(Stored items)
BEGIN

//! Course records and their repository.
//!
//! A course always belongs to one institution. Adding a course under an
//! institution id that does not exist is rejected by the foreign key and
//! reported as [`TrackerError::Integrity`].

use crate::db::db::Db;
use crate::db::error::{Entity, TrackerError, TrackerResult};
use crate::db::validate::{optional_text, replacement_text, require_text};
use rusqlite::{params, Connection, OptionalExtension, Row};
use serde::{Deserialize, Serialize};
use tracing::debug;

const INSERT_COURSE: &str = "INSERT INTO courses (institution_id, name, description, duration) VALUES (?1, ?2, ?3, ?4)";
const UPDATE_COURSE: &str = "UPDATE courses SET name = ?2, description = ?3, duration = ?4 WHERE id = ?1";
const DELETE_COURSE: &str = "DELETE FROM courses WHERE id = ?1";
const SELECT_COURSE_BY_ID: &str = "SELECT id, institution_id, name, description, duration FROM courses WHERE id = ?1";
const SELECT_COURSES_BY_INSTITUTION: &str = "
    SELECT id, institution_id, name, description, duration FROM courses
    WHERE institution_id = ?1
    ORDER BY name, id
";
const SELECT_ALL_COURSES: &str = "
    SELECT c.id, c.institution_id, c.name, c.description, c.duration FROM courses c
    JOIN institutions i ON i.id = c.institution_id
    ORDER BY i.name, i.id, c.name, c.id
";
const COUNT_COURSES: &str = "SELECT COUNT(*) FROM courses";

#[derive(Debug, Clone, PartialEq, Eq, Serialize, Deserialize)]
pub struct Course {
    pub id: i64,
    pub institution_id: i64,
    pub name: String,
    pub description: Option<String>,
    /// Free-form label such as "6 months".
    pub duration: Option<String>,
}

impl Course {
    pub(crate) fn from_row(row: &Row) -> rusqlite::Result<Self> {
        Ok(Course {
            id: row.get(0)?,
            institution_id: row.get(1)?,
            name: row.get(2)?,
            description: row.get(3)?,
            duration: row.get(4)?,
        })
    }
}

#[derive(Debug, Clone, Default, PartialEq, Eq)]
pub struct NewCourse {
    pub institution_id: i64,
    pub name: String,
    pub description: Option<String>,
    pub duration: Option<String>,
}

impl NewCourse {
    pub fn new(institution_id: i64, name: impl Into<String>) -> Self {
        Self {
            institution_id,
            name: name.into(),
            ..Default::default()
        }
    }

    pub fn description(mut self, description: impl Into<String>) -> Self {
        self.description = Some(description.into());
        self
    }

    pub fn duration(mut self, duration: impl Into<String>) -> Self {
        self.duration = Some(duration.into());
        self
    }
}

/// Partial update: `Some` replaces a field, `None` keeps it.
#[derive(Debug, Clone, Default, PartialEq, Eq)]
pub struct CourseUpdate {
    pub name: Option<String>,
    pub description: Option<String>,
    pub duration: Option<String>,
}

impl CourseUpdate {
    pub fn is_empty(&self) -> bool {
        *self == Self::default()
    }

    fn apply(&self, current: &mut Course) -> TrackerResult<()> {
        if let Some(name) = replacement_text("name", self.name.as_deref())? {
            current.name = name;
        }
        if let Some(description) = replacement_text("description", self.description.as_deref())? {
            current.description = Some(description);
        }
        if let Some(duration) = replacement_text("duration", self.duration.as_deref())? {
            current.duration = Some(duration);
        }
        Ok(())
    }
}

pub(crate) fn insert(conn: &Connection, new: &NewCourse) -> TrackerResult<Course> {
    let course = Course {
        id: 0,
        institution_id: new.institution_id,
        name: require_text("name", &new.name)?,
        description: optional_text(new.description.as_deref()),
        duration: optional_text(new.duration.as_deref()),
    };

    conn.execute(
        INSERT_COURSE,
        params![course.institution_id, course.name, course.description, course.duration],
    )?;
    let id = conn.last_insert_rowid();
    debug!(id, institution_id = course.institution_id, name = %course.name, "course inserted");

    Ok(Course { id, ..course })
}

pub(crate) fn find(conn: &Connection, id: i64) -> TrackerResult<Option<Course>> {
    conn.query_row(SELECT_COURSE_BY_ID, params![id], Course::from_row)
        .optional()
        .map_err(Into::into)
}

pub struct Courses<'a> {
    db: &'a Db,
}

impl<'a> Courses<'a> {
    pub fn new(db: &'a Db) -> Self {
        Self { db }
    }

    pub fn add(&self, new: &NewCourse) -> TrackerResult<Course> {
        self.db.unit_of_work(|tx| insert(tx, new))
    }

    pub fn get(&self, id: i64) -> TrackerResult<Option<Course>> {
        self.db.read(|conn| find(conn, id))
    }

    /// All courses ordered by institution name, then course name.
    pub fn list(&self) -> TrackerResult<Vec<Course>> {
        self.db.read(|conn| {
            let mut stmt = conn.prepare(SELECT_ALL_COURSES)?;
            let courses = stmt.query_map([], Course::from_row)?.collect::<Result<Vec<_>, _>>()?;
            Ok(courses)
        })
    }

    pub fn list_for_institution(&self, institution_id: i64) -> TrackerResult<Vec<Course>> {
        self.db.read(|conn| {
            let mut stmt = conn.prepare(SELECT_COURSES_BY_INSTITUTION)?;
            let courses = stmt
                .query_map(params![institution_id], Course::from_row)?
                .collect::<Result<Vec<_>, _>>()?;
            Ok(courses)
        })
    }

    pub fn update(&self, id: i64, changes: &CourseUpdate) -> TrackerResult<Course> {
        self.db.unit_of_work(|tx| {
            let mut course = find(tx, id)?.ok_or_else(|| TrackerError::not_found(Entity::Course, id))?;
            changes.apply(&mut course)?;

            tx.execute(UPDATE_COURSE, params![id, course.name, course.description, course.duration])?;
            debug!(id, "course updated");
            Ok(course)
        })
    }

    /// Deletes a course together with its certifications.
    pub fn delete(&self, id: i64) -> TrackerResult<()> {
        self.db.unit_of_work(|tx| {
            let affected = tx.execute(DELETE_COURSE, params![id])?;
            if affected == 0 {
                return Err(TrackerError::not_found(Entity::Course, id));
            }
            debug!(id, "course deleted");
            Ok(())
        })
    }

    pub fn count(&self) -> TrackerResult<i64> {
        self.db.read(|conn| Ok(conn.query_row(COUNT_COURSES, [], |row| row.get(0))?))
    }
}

END

* Problem *
The answer must consist of every line from the data that contains the word "execute".

* Expected output *
    conn.execute(
            tx.execute(UPDATE_COURSE, params![id, course.name, course.description, course.duration])?;
            let affected = tx.execute(DELETE_COURSE, params![id])?;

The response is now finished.